Unseen poetry - Poetic terminology

Cards (39)

  • What is assonance in poetry?
    The repetition of the same vowel sounds and letters.
  • What is alliteration?
    The repetition of the same consonant sounds and letters, often at the beginning of words.
  • What does antithesis involve?
    The opposition of words/phrases or ideas that are put against each other in a sentence.
  • What are connotations?
    The thoughts and/or feelings generated by a word or phrase.
  • What is emotive language?
    Language that appeals to the reader's emotions.
  • What is figurative language?
    Language that uses words or expressions with a meaning different from the literal interpretation.
  • What is hyperbole?
    To emphasize a point by exaggerating.
  • What is imagery in poetry?
    The use of descriptive language to evoke pictures, emotions, and images in the reader's mind.
  • What is a metaphor?
    A figure of speech in which two things are compared, usually by saying one thing is another.
  • What is onomatopoeia?
    Words that sound like the thing they are describing.
  • What is an oxymoron?
    A figure of speech combining two opposites.
  • What is pathetic fallacy?
    Attributing human emotions and traits to nature or inanimate objects.
  • What is personification?
    Inanimate things or ideas are given human characteristics.
  • What is a rhetorical question?
    A question used for persuasive effect or to make the reader think, which does not require an answer.
  • What is sibilance?
    The repetition of 's' or 'sh' sounds.
  • What is a simile?
    Two things are compared by using the words 'like' or 'as'.
  • What is symbolism in poetry?
    When something (character, object, color, etc.) is used to represent an abstract idea or concept.
  • What does tone refer to in a text?
    The mood or atmosphere of a text.
  • What is an accent?
    A distinctive way of pronouncing a language, especially one associated with a particular country, area, or social class.
  • What is anaphora?
    The repetition of a word or phrase at the beginning of a line, clause, or sentence.
  • What is dialect?
    A particular form of a language, specific to a region or social group.
  • What is caesura?
    A strong pause within a line, often found alongside enjambment.
  • What is enjambment?
    A line ending in which the sense continues, with no punctuation, into the next line or stanza.
  • What is an elegy?
    A poem that laments the death of someone or is simply sad or thoughtful.
  • What is juxtaposition?
    Two things being seen or placed close together with contrasting effect.
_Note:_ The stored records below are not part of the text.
//! Attribute names and the attribute map shared by every directory entity

use serde::{Deserialize, Serialize};
use std::collections::BTreeMap;

/// Well-known attribute names.
///
/// The directory schema owns these; the engine never invents attribute names
/// outside this list plus whatever the caller passes through verbatim.
pub mod names {
    pub const A_OBJECT_CLASS: &str = "objectClass";
    pub const A_PROVIS_ID: &str = "provisId";
    pub const A_UID: &str = "uid";
    pub const A_CN: &str = "cn";
    pub const A_MAIL: &str = "mail";
    pub const A_MAIL_ALIAS: &str = "provisMailAlias";
    pub const A_LIST_MEMBER: &str = "provisListMember";
    pub const A_ALIAS_TARGET_ID: &str = "provisAliasTargetId";
    pub const A_ACCOUNT_STATUS: &str = "provisAccountStatus";
    pub const A_COS_ID: &str = "provisCosId";
    pub const A_DOMAIN_NAME: &str = "provisDomainName";
    pub const A_DOMAIN_TYPE: &str = "provisDomainType";
    pub const A_DOMAIN_ALIAS_TARGET_ID: &str = "provisDomainAliasTargetId";
    pub const A_DOMAIN_DEFAULT_COS_ID: &str = "provisDomainDefaultCosId";
    pub const A_VIRTUAL_HOSTNAME: &str = "provisVirtualHostname";
    pub const A_FOREIGN_NAME: &str = "provisForeignName";
    pub const A_FOREIGN_PRINCIPAL: &str = "provisForeignPrincipal";
    pub const A_KRB5_REALM: &str = "provisAuthKerberos5Realm";
    pub const A_IS_ADMIN_GROUP: &str = "provisIsAdminGroup";
    pub const A_IS_ADMIN_ACCOUNT: &str = "provisIsAdminAccount";
    pub const A_ADMIN_NAME: &str = "provisAdminName";
    pub const A_PASSWORD: &str = "userPassword";
    pub const A_AUTH_MECH: &str = "provisAuthMech";
    pub const A_AUTH_FALLBACK: &str = "provisAuthFallbackToLocal";
    pub const A_AUTH_LDAP_URL: &str = "provisAuthLdapURL";
    pub const A_AUTH_LDAP_BIND_DN: &str = "provisAuthLdapBindDn";
    pub const A_AUTH_LDAP_SEARCH_BASE: &str = "provisAuthLdapSearchBase";
    pub const A_AUTH_LDAP_SEARCH_FILTER: &str = "provisAuthLdapSearchFilter";
    pub const A_PREAUTH_KEY: &str = "provisPreAuthKey";
    pub const A_PASSWORD_MODIFIED_TIME: &str = "provisPasswordModifiedTime";
    pub const A_PASSWORD_MUST_CHANGE: &str = "provisPasswordMustChange";
    pub const A_PASSWORD_HISTORY: &str = "provisPasswordHistory";
    pub const A_PASSWORD_LOCKOUT_TIME: &str = "provisPasswordLockoutLockedTime";
    pub const A_PASSWORD_FAILURE_TIME: &str = "provisPasswordLockoutFailureTime";
    pub const A_AUTH_TOKEN_VALIDITY: &str = "provisAuthTokenValidityValue";
    pub const A_COMPONENT_DOMAIN: &str = "provisComponentDomain";
    pub const A_GAL_MODE: &str = "provisGalMode";
    pub const A_GAL_MAX_RESULTS: &str = "provisGalMaxResults";
    pub const A_CONTACT_TYPE: &str = "provisContactType";
    pub const A_MODIFIED_TIMESTAMP: &str = "modifyTimestamp";
}

/// Attribute map of a directory entity: name to one or more string values.
///
/// Multi-valued attributes keep their directory order. Lookups are
/// case-sensitive on the attribute name (names are normalized at the schema
/// boundary), value comparisons for addresses are not.
#[derive(Debug, Clone, Default, PartialEq, Eq, Serialize, Deserialize)]
#[serde(transparent)]
pub struct AttrMap(BTreeMap<String, Vec<String>>);

impl AttrMap {
    pub fn new() -> Self {
        Self::default()
    }

    /// First value of an attribute, if present
    pub fn get(&self, name: &str) -> Option<&str> {
        self.0.get(name).and_then(|v| v.first()).map(|s| s.as_str())
    }

    /// All values of an attribute; empty slice when absent
    pub fn get_all(&self, name: &str) -> &[String] {
        self.0.get(name).map(|v| v.as_slice()).unwrap_or(&[])
    }

    /// Directory-style boolean: TRUE / FALSE, case-insensitive
    pub fn get_bool(&self, name: &str) -> Option<bool> {
        self.get(name).map(|v| v.eq_ignore_ascii_case("true"))
    }

    pub fn get_i64(&self, name: &str) -> Option<i64> {
        self.get(name).and_then(|v| v.parse().ok())
    }

    pub fn set(&mut self, name: &str, value: impl Into<String>) {
        self.0.insert(name.to_string(), vec![value.into()]);
    }

    pub fn set_multi(&mut self, name: &str, values: Vec<String>) {
        if values.is_empty() {
            self.0.remove(name);
        } else {
            self.0.insert(name.to_string(), values);
        }
    }

    pub fn set_bool(&mut self, name: &str, value: bool) {
        self.set(name, if value { "TRUE" } else { "FALSE" });
    }

    /// Append a value, skipping case-insensitive duplicates
    pub fn add_value(&mut self, name: &str, value: impl Into<String>) {
        let value = value.into();
        let values = self.0.entry(name.to_string()).or_default();
        if !values.iter().any(|v| v.eq_ignore_ascii_case(&value)) {
            values.push(value);
        }
    }

    /// Remove a single value; drops the attribute when the last value goes
    pub fn remove_value(&mut self, name: &str, value: &str) {
        if let Some(values) = self.0.get_mut(name) {
            values.retain(|v| !v.eq_ignore_ascii_case(value));
            if values.is_empty() {
                self.0.remove(name);
            }
        }
    }

    pub fn remove(&mut self, name: &str) -> Option<Vec<String>> {
        self.0.remove(name)
    }

    /// Case-insensitive membership test, used for address lists
    pub fn contains_value(&self, name: &str, value: &str) -> bool {
        self.get_all(name)
            .iter()
            .any(|v| v.eq_ignore_ascii_case(value))
    }

    pub fn contains_key(&self, name: &str) -> bool {
        self.0.contains_key(name)
    }

    pub fn iter(&self) -> impl Iterator<Item = (&String, &Vec<String>)> {
        self.0.iter()
    }

    pub fn len(&self) -> usize {
        self.0.len()
    }

    pub fn is_empty(&self) -> bool {
        self.0.is_empty()
    }

    /// Merge `other` over `self`, keeping existing values on conflict.
    ///
    /// Used for COS and domain default inheritance: the entity's own values
    /// always win over inherited defaults.
    pub fn merge_defaults(&mut self, other: &AttrMap) {
        for (name, values) in other.iter() {
            if !self.0.contains_key(name) {
                self.0.insert(name.clone(), values.clone());
            }
        }
    }
}

impl FromIterator<(String, Vec<String>)> for AttrMap {
    fn from_iter<T: IntoIterator<Item = (String, Vec<String>)>>(iter: T) -> Self {
        AttrMap(iter.into_iter().collect())
    }
}

#[cfg(test)]
mod tests {
    use super::*;

    #[test]
    fn test_single_and_multi_values() {
        let mut attrs = AttrMap::new();
        attrs.set(names::A_MAIL, "user@example.com");
        attrs.add_value(names::A_MAIL_ALIAS, "a@example.com");
        attrs.add_value(names::A_MAIL_ALIAS, "b@example.com");

        assert_eq!(attrs.get(names::A_MAIL), Some("user@example.com"));
        assert_eq!(attrs.get_all(names::A_MAIL_ALIAS).len(), 2);
    }

    #[test]
    fn test_add_value_deduplicates_case_insensitively() {
        let mut attrs = AttrMap::new();
        attrs.add_value(names::A_MAIL_ALIAS, "A@Example.Com");
        attrs.add_value(names::A_MAIL_ALIAS, "a@example.com");
        assert_eq!(attrs.get_all(names::A_MAIL_ALIAS).len(), 1);
    }

    #[test]
    fn test_remove_last_value_drops_attribute() {
        let mut attrs = AttrMap::new();
        attrs.set(names::A_MAIL_ALIAS, "a@example.com");
        attrs.remove_value(names::A_MAIL_ALIAS, "A@EXAMPLE.COM");
        assert!(!attrs.contains_key(names::A_MAIL_ALIAS));
    }

    #[test]
    fn test_directory_booleans() {
        let mut attrs = AttrMap::new();
        attrs.set_bool(names::A_IS_ADMIN_GROUP, true);
        assert_eq!(attrs.get(names::A_IS_ADMIN_GROUP), Some("TRUE"));
        assert_eq!(attrs.get_bool(names::A_IS_ADMIN_GROUP), Some(true));
    }

    #[test]
    fn test_merge_defaults_keeps_own_values() {
        let mut attrs = AttrMap::new();
        attrs.set("quota", "100");

        let mut defaults = AttrMap::new();
        defaults.set("quota", "50");
        defaults.set("theme", "light");

        attrs.merge_defaults(&defaults);
        assert_eq!(attrs.get("quota"), Some("100"));
        assert_eq!(attrs.get("theme"), Some("light"));
    }
}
  • What is an octave in poetry?
    A stanza made up of eight lines written in iambic pentameter.
  • What is a quatrain?
    A stanza made up of four lines.
  • What is a refrain in poetry?
    A phrase, line, or group of lines repeated throughout a poem.
  • What is rhyme?
    The same, or similar, sounds at the ends of verse lines.
  • What is a rhyming couplet?
    Two lines that rhyme, often completing one thought.
  • What is a sestet?
    A stanza made up of six lines written in iambic pentameter.
  • What is a sonnet?
    A poem consisting of 14 rhyming lines of equal length.
  • What is the structure of a Petrarchan sonnet?
    It consists of an 8 line octave (ABBAABBA) and a 6 line sestet (CDECDE or CDCDCD).
  • What is the structure of a Shakespearean sonnet?
    It consists of 3 quatrains and a rhyming couplet (ABABCDCDEFEFGG).
  • What is a stanza?
    Two or more lines of poetry that split the poem up, like paragraphs in prose texts.
  • What is a volta in poetry?
    The turn in the argument or mood in a sonnet.
  • What is a first person narrator?
    A narrator written in "I" who speaks from their subject position.
  • What is a third person narrator?
    A narrator who is outside the action being described.
  • What is an omniscient narrator?
    A storyteller who knows what all the characters are doing, saying, and thinking.